O estudo incansável da música brasileira rendeu pelo menos uma anedota –engraçada para todos, menos para Jorge Ben Jor, o grande prejudicado nessa história. Mario voltou da turnê brasileira dos Beastie Boys cheio de discos de música brasileira. Estudioso, criou uma coletânea de CD das suas canções preferidas do autor de “Mas Que Nada”. Essa, por sua vez, era dada como brinde na loja de um dos integrantes dos Beastie para quem fizesse uma compra maior de 50 dólares. Uma das agraciadas foi a então namorada de will.i.am, o mentor do grupo de hip hop Black Eyed Peas. Pois “Behind the Front” (1998), disco de estreia dos rappers, era recheado de samples de canções do swingueiro carioca, sem a devida autorização e pagamento de direitos autorais – entre as músicas surrupiadas estavam “Comanche”, “Cinco Minutos” e “O Homem da Gravata Florida” (todas faziam parte da tal coletânea by Mario Caldato). “Um amigo que mora nos EUA me mostrou esse disco no final do ano passado. Eu achei incrível, eram as minhas músicas, só que não há crédito no encarte do CD, e eu nunca fui consultado por eles”, disse Ben Jor ao jornal “Folha de S. Paulo”. O caso foi resolvido amigavelmente.
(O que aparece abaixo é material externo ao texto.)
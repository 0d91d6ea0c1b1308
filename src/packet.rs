// SPDX-License-Identifier: Apache-2.0
// Copyright (c) 2025 Etaoin Systems. All Rights Reserved.

//! Packet framing for the A010 byte stream.
//!
//! In `AT+DISP=3` mode the sensor streams fixed-size image packets:
//!
//! ```text
//! ┌──────────────┬───────────────┬──────────────────┬──────────┐
//! │ 00 FF 20 27  │ 12 byte       │ 10000 byte       │ 2 byte   │
//! │ sentinel     │ header        │ payload          │ trailer  │
//! └──────────────┴───────────────┴──────────────────┴──────────┘
//! ```
//!
//! The length field 0x2720 (10016, little-endian) doubles as half the
//! sentinel, so resync only needs a four byte match. [`PacketReader::sync`]
//! hunts for the sentinel one byte at a time and [`PacketReader::fill`]
//! accumulates the rest of the packet. Command acknowledgements from the
//! sensor show up as stray bytes between packets; `sync` reports how many
//! bytes it had to skip so the driver can detect them.

use crate::tof::Error;
use crate::transport::Transport;
use std::time::Duration;

/// Packet start sentinel: 0x00 0xFF then length 10016 little-endian.
pub const SENTINEL: [u8; 4] = [0x00, 0xFF, 0x20, 0x27];

/// Total packet size in bytes.
pub const PACKET_SIZE: usize = 10_018;

/// Header size including the sentinel.
pub const HEADER_SIZE: usize = 16;

/// Image payload size (100×100 pixels).
pub const PAYLOAD_SIZE: usize = 10_000;

/// Give up syncing after this many bytes without a sentinel.
pub const SYNC_SCAN_LIMIT: usize = 20_000;

/// Pause between short reads while a packet accumulates.
const ACCUMULATE_DELAY: Duration = Duration::from_micros(17_500);

/// Incremental reader that frames packets out of a raw byte stream.
pub struct PacketReader {
    pkt: Box<[u8; PACKET_SIZE]>,
}

impl PacketReader {
    pub fn new() -> Self {
        Self {
            pkt: Box::new([0u8; PACKET_SIZE]),
        }
    }

    /// Scan the stream until the four sentinel bytes match in order.
    ///
    /// A mismatch restarts the match at the next byte; the mismatched byte
    /// is not re-examined. Returns the number of bytes skipped before the
    /// sentinel. Fails with [`Error::SyncTimeout`] once [`SYNC_SCAN_LIMIT`]
    /// bytes have been consumed, or [`Error::Io`] if the stream goes quiet.
    pub fn sync(&mut self, port: &mut dyn Transport) -> Result<usize, Error> {
        let mut scanned = 0usize;
        loop {
            if next_byte(port, &mut scanned)? != SENTINEL[0] {
                continue;
            }
            if next_byte(port, &mut scanned)? != SENTINEL[1] {
                continue;
            }
            if next_byte(port, &mut scanned)? != SENTINEL[2] {
                continue;
            }
            if next_byte(port, &mut scanned)? == SENTINEL[3] {
                break;
            }
        }
        self.pkt[..SENTINEL.len()].copy_from_slice(&SENTINEL);
        Ok(scanned - SENTINEL.len())
    }

    /// Read the remaining 10014 bytes of the packet after a successful sync.
    ///
    /// Short reads pause briefly to let the line catch up; a zero-length
    /// read means the stream died mid-packet.
    pub fn fill(&mut self, port: &mut dyn Transport) -> Result<(), Error> {
        let mut got = SENTINEL.len();
        loop {
            let n = port.recv(&mut self.pkt[got..])?;
            if n == 0 {
                return Err(Error::PacketTimeout(got));
            }
            got += n;
            if got >= PACKET_SIZE {
                break;
            }
            std::thread::sleep(ACCUMULATE_DELAY);
        }
        Ok(())
    }

    /// Image payload of the most recently filled packet.
    ///
    /// Scan order is sensor-native: with USB on the left, right-to-left
    /// columns, top-down within a column.
    #[inline]
    pub fn payload(&self) -> &[u8] {
        &self.pkt[HEADER_SIZE..HEADER_SIZE + PAYLOAD_SIZE]
    }
}

impl Default for PacketReader {
    fn default() -> Self {
        Self::new()
    }
}

fn next_byte(port: &mut dyn Transport, scanned: &mut usize) -> Result<u8, Error> {
    if *scanned >= SYNC_SCAN_LIMIT {
        return Err(Error::SyncTimeout(*scanned));
    }
    let mut b = [0u8; 1];
    if port.recv(&mut b)? == 0 {
        return Err(Error::Io(std::io::Error::new(
            std::io::ErrorKind::TimedOut,
            "sensor stream timed out during sync",
        )));
    }
    *scanned += 1;
    Ok(b[0])
}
O currículo de Caldato inclui ainda trabalhos com Jack Johnson, Beck, Bjork e Blur, além dos brasileiros Marisa Monte, Nação Zumbi, Bebel Gilberto e Seu Jorge. Uma de suas principais qualidades como produtor é ajudar o artista a encontrar sua sonoridade. “Trabalhar com Mario é testemunhar o alcance e a capacidade de um produtor que preza pelo processo criativo através do talento do artista, interferindo em momentos cruciais para que o resultado seja concretizado com leveza e muita qualidade”, diz Pupillo, ex-baterista da Nação Zumbi, cujo “Fome de Tudo”(2007) contou com a ajuda do produtor. “Ele propôs da gente fazer um disco sem overdubs, mais cru e direto na sonoridade”, completa. “Eu não mudo a essência do artista, apenas trabalho para que ele aprimore o seu som”, diz Mario. Pupillo e Mario, aliás, estão trabalhando no disco solo do baterista, que deve chegar às plataformas de streaming em 2025.
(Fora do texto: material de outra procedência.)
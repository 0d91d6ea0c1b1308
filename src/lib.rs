// SPDX-License-Identifier: Apache-2.0
// Copyright (c) 2025 Etaoin Systems. All Rights Reserved.

//! Driver for the Sipeed MaixSense A010 time-of-flight depth camera.
//!
//! The A010 streams 100×100 frames of 8-bit depth indices over serial-USB
//! at 115200 baud. This library frames that byte stream, denoises it, and
//! publishes 16-bit depth images in quarter-millimetre units through a
//! triple buffer that never blocks the consumer.
//!
//! # Architecture
//!
//! ```text
//! ┌─────────────┐    ┌──────────────┐    ┌───────────────────────────┐
//! │  Transport  │ ─► │ PacketReader │ ─► │  raw 100×100 depth image  │
//! │ (serial or  │    │ (sync/fill)  │    └─────────────┬─────────────┘
//! │  scripted)  │    └──────────────┘                  │
//! └─────────────┘                        ┌─────────────▼─────────────┐
//!        ▲                               │ AutoRange → AT+UNIT=n     │
//!        └── unit commands ───────────── │ median5x5 → TemporalFilter│
//!                                        │ reformat  → TripleBuffer  │
//!                                        └─────────────┬─────────────┘
//!                                                      │ range()
//!                                              ┌───────▼───────┐
//!                                              │   consumer    │
//!                                              └───────────────┘
//! ```
//!
//! One background worker runs the whole acquisition pipeline; the consumer
//! calls [`TofCam::range`] and gets a frame that stays stable until the
//! next call. The sensor's depth quantization step adapts to the scene
//! automatically, and the temporal filter state is re-scaled whenever the
//! step changes so depth estimates stay continuous in physical units.
//!
//! # Modules
//!
//! - [`driver`]: [`TofCam`] lifecycle, acquisition worker, debug images
//! - [`transport`]: serial and scripted byte sources
//! - [`packet`]: sentinel resync and packet assembly
//! - [`median`]: incremental-histogram 5×5 median
//! - [`temporal`]: per-pixel mean/variance smoothing
//! - [`ranging`]: adaptive depth-resolution selection
//! - [`tof`]: shared constants, errors, and parameters
//!
//! # Example
//!
//! ```ignore
//! use tofpub::TofCam;
//!
//! let mut cam = TofCam::new();
//! cam.start("/dev/ttyUSB0")?;
//!
//! while let Some(depth) = cam.range(true) {
//!     let mm = depth[50 * 100 + 50] as f32 / 4.0;
//!     println!("centre pixel: {mm} mm");
//! }
//! ```

mod buffer;
pub mod driver;
pub mod median;
pub mod packet;
pub mod ranging;
pub mod temporal;
pub mod tof;
pub mod transport;

// Re-exports for convenience
pub use driver::{Snapshot, TofCam};
pub use ranging::Roi;
pub use tof::{Error, IMG_DIM, IMG_PIXELS, INVALID_DEPTH, TofParams};
pub use transport::{LoopingTestTransport, SerialTransport, TestTransport, Transport};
A busca pelo som perfeito não necessariamente se traduz em horas e horas de estúdio. Muitas vezes, ela sai em meio à descontração. “No tempo em que trabalhei com os Beastie Boys, muitas vezes passamos dias jogando dominó e escutando músicas de nossa preferência –funk, soul music, hardcore. Quando a gente ia gravar, tinha essas referências para usar nas canções.”
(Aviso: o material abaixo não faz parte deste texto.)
// SPDX-License-Identifier: Apache-2.0
// Copyright (c) 2025 Etaoin Systems. All Rights Reserved.

//! Common types for the MaixSense A010 depth pipeline.
//!
//! The sensor delivers 100×100 frames of 8-bit depth indices; the driver
//! publishes 100×100 frames of 16-bit depth in quarter-millimetre steps.
//! Everything in this module is shared across the pipeline stages.

use std::fmt;

use crate::ranging::Roi;

/// Image width and height in pixels (the A010 is square).
pub const IMG_DIM: usize = 100;

/// Pixels per frame.
pub const IMG_PIXELS: usize = IMG_DIM * IMG_DIM;

/// Output sentinel for pixels with no reliable depth.
pub const INVALID_DEPTH: u16 = 65535;

/// Smallest and largest sensor quantization step in millimetres.
pub const UNIT_MIN: u8 = 1;
pub const UNIT_MAX: u8 = 9;

/// Common error type for driver operations.
///
/// All variants are terminal for the current stream: the acquisition worker
/// exits and subsequent [`range`](crate::driver::TofCam::range) calls return
/// `None`. The sensor resynchronises cleanly only from the start of a packet,
/// so no per-frame recovery is attempted.
#[derive(Debug)]
pub enum Error {
    /// Serial port open or configuration failure
    Serial(serialport::Error),
    /// I/O error on any transport read or write
    Io(std::io::Error),
    /// Sentinel not found within the scan budget (bytes scanned)
    SyncTimeout(usize),
    /// Short read during packet assembly (bytes accumulated)
    PacketTimeout(usize),
}

impl std::error::Error for Error {}

impl fmt::Display for Error {
    fn fmt(&self, f: &mut fmt::Formatter) -> fmt::Result {
        match self {
            Error::Serial(err) => write!(f, "serial port error: {}", err),
            Error::Io(err) => write!(f, "I/O error: {}", err),
            Error::SyncTimeout(n) => write!(f, "no packet sentinel within {} bytes", n),
            Error::PacketTimeout(n) => write!(f, "packet timed out after {} bytes", n),
        }
    }
}

impl From<std::io::Error> for Error {
    fn from(err: std::io::Error) -> Self {
        Error::Io(err)
    }
}

impl From<serialport::Error> for Error {
    fn from(err: serialport::Error) -> Self {
        Error::Serial(err)
    }
}

/// Tuning parameters for auto-ranging and temporal smoothing.
///
/// Defaults match the sensor's factory-calibrated behaviour; most
/// applications never change them.
#[derive(Clone, Copy, Debug)]
pub struct TofParams {
    /// Max percentage of saturated ROI pixels before the step is coarsened
    pub sat: u8,
    /// Histogram percentile used to estimate the scene's bulk depth
    pub pct: u8,
    /// Target raw index for the bulk depth (desired range span)
    pub ihi: u8,
    /// Central region examined by auto-ranging
    pub roi: Roi,
    /// Temporal filter learning weight, in (0, 1)
    pub f0: f32,
    /// Expected measurement noise variance in index² units
    pub nv: f32,
    /// Variance above which a pixel is masked as flickering
    pub vlim: u8,
}

impl Default for TofParams {
    fn default() -> Self {
        Self {
            sat: 80,
            pct: 50,
            ihi: 150,
            roi: Roi::new(25, 25, 50, 50),
            f0: 0.1,
            nv: 64.0, // 3 bits of sensor noise (8²)
            vlim: 32,
        }
    }
}

/// Lookup table converting 8-bit depth indices to 16-bit quarter-millimetres.
///
/// First index is the current unit − 1, so `row(u)[pel] = 4·u·pel`.
pub struct DepthLut {
    table: Box<[[u16; 256]; 9]>,
}

impl DepthLut {
    pub fn new() -> Self {
        let mut table = Box::new([[0u16; 256]; 9]);
        for u in UNIT_MIN..=UNIT_MAX {
            for pel in 0..256 {
                table[(u - 1) as usize][pel] = 4 * u as u16 * pel as u16;
            }
        }
        Self { table }
    }

    /// Conversion row for the given unit (1..=9).
    #[inline]
    pub fn row(&self, unit: u8) -> &[u16; 256] {
        &self.table[(unit - 1) as usize]
    }
}

impl Default for DepthLut {
    fn default() -> Self {
        Self::new()
    }
}

#[cfg(test)]
mod tests {
    use super::*;

    #[test]
    fn test_lut_law() {
        let lut = DepthLut::new();
        for u in UNIT_MIN..=UNIT_MAX {
            let row = lut.row(u);
            for pel in 0..256usize {
                assert_eq!(row[pel], 4 * u as u16 * pel as u16);
            }
        }
    }

    #[test]
    fn test_lut_max_fits() {
        // deepest representable reading: unit 9, index 254 (255 is reserved)
        let lut = DepthLut::new();
        assert_eq!(lut.row(9)[254], 9144);
        assert!(lut.row(9)[255] < INVALID_DEPTH);
    }

    #[test]
    fn test_default_params() {
        let p = TofParams::default();
        assert_eq!(p.sat, 80);
        assert_eq!(p.pct, 50);
        assert_eq!(p.ihi, 150);
        assert_eq!((p.roi.x0, p.roi.y0, p.roi.w, p.roi.h), (25, 25, 50, 50));
        assert!(p.f0 > 0.0 && p.f0 < 1.0);
    }
}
O sucesso rendeu participações com os nomes anteriormente citados e a possibilidade de dizer “não” para quem ele não ache adequado. Ele já recusou pessoas famosas? “Sim”, responde, todo desconcertado. Mas não costuma recusar de cara. “A primeira coisa que faço é escutar a música, ver o que o artista está pensando. Se eu ouvir e achar que é um caminho confortável, que eu possa melhorar, eu aceito. Senão, encaminho para alguém com mais identidade com o projeto”, esquiva-se. Mas o Brasil sempre está entre as suas prioridades. Um dos projetos pelos quais guarda maior carinho é Other Side, ao lado de Seu Jorge, que dura pelo menos uma década. Caldato, o brasilianista, está escrevendo a história da MPB para além do olhar internacional.